A aposta da União Europeia no setor automóvel conduziu o bloco a um “beco sem saída”. Esta é a análise de Carlos Tavares, gestor português que, até recentemente, liderou a Stellantis, um dos maiores conglomerados automóveis do mundo.
Tavares alerta para as profundas consequências sociais e económicas de uma transição mal preparada para os veículos elétricos, sublinhando que cerca de 14 milhões de empregos estão diretamente ligados a este setor, sem contar com os milhões de postos de trabalho indiretos. A crise é visível, com despedimentos em larga escala, como o caso da Volkswagen, que já anunciou milhares de cortes.
“O automóvel é um instrumento essencial de liberdade de mobilidade, que está na base das democracias modernas”, afirmou o gestor, reforçando que a transição para os veículos elétricos “foi extremamente mal planeada pela União Europeia”.
A reação ao escândalo Dieselgate
Segundo Carlos Tavares, o atual cenário de crise no setor automóvel europeu resulta de uma decisão tomada de forma “emocional, imatura e, certamente, pouco estratégica”, em resposta ao escândalo de 2015 sobre as emissões dos veículos diesel da Volkswagen.
Para o gestor, o grande erro foi a imposição de uma única tecnologia – os veículos elétricos – em vez de estabelecer objetivos gerais de sustentabilidade e permitir que a indústria escolhesse os caminhos tecnológicos mais adequados para os atingir.
Esta abordagem rígida e unilateral colocou a Europa numa posição de desvantagem em relação aos Estados Unidos e à China, que têm avançado de forma mais equilibrada e competitiva, ganhando terreno no mercado global.
A dimensão social negligenciada
Tavares critica severamente a ausência de um estudo de impacto antes da implementação das metas de eletrificação. “É caricato que, numa região do mundo que se considera democrática, o Parlamento Europeu não tenha realizado um estudo de impacto antes de tomar uma decisão tão drástica”, lamenta.
As dificuldades são claras. Produzir um veículo elétrico custa cerca de 40% a 50% mais do que produzir um veículo a combustão. Segundo Tavares, os fabricantes só têm duas opções:
Aumentar a produtividade – algo que implica decisões impopulares, como os despedimentos já em curso.

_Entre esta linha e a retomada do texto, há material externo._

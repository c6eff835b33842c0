//! Request and response snapshots exchanged between the page, the worker and the network.

use clap::ValueEnum;
use color_eyre::{eyre::eyre, Result};
use reqwest::Method;
use serde::{Deserialize, Serialize};
use url::Url;

/// What kind of resource the page is loading (the fetch `destination`).
#[derive(Debug, Clone, Copy, PartialEq, Eq, Hash, Serialize, Deserialize, ValueEnum)]
#[serde(rename_all = "lowercase")]
pub enum Destination {
  Document,
  Style,
  Script,
  Font,
  Image,
  /// fetch()/XHR from script, or anything else the platform reports
  Other,
}

impl Destination {
  /// Static assets are the only destinations the cache manager serves.
  pub fn is_static_asset(self) -> bool {
    matches!(
      self,
      Destination::Style | Destination::Script | Destination::Font | Destination::Image
    )
  }
}

/// An outgoing request issued by a page.
#[derive(Debug, Clone)]
pub struct Request {
  pub method: Method,
  pub url: Url,
  pub headers: Vec<(String, String)>,
  pub destination: Destination,
}

impl Request {
  pub fn new(method: Method, url: Url, destination: Destination) -> Self {
    Self {
      method,
      url,
      headers: Vec::new(),
      destination,
    }
  }

  /// Build a GET request from a URL string.
  pub fn get(url: &str, destination: Destination) -> Result<Self> {
    let url = Url::parse(url).map_err(|e| eyre!("Invalid request URL '{}': {}", url, e))?;
    Ok(Self::new(Method::GET, url, destination))
  }

  pub fn with_header(mut self, name: &str, value: &str) -> Self {
    self.headers.push((name.to_string(), value.to_string()));
    self
  }

  /// Case-insensitive header lookup.
  pub fn header(&self, name: &str) -> Option<&str> {
    find_header(&self.headers, name)
  }
}

/// A response as seen by the page: status, headers and the full body.
#[derive(Debug, Clone, PartialEq, Eq)]
pub struct Response {
  pub status: u16,
  pub headers: Vec<(String, String)>,
  pub body: Vec<u8>,
}

impl Response {
  pub fn new(status: u16, body: impl Into<Vec<u8>>) -> Self {
    Self {
      status,
      headers: Vec::new(),
      body: body.into(),
    }
  }

  pub fn with_header(mut self, name: &str, value: &str) -> Self {
    self.headers.push((name.to_string(), value.to_string()));
    self
  }

  pub fn header(&self, name: &str) -> Option<&str> {
    find_header(&self.headers, name)
  }

  /// Only plain 200 responses are worth keeping in the cache.
  pub fn is_cacheable(&self) -> bool {
    self.status == 200
  }
}

fn find_header<'a>(headers: &'a [(String, String)], name: &str) -> Option<&'a str> {
  headers
    .iter()
    .find(|(k, _)| k.eq_ignore_ascii_case(name))
    .map(|(_, v)| v.as_str())
}

#[cfg(test)]
mod tests {
  use super::*;

  #[test]
  fn test_header_lookup_is_case_insensitive() {
    let request = Request::get("https://app.example/ws", Destination::Other)
      .unwrap()
      .with_header("Upgrade", "websocket");

    assert_eq!(request.header("upgrade"), Some("websocket"));
    assert_eq!(request.header("UPGRADE"), Some("websocket"));
    assert_eq!(request.header("connection"), None);
  }

  #[test]
  fn test_static_asset_destinations() {
    assert!(Destination::Style.is_static_asset());
    assert!(Destination::Script.is_static_asset());
    assert!(Destination::Font.is_static_asset());
    assert!(Destination::Image.is_static_asset());
    assert!(!Destination::Document.is_static_asset());
    assert!(!Destination::Other.is_static_asset());
  }

  #[test]
  fn test_only_200_is_cacheable() {
    assert!(Response::new(200, "ok").is_cacheable());
    assert!(!Response::new(206, "partial").is_cacheable());
    assert!(!Response::new(404, "missing").is_cacheable());
  }

  #[test]
  fn test_invalid_url_is_rejected() {
    assert!(Request::get("not a url", Destination::Script).is_err());
  }
}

Transferir os custos para o consumidor final – algo impraticável, dado o elevado preço dos veículos elétricos.
Adicionalmente, a procura natural no mercado europeu é baixa, rondando os 10% das vendas. Contudo, os regulamentos exigem que os fabricantes atinjam 20%, sob pena de multas “absolutamente brutais”.
O risco da dependência da China
Carlos Tavares alerta para outro problema: apenas a China consegue produzir veículos elétricos a custos competitivos, devido à sua enorme escala de produção e acesso privilegiado a matérias-primas. Contudo, permitir que os fabricantes chineses dominem o mercado europeu seria um “cenário dramático” para os trabalhadores e para a indústria local.
Um apelo a mudanças progressivas
Para evitar um desastre maior, Tavares defende uma revisão urgente das políticas europeias. Ele sugere uma transição mais progressiva e equilibrada, alinhando as metas ambientais com a realidade do mercado e protegendo os postos de trabalho.
“Esqueceram-se da dimensão social”, afirmou o gestor, sublinhando que a sustentabilidade ambiental só será verdadeiramente eficaz se caminhar lado a lado com a justiça social e económica.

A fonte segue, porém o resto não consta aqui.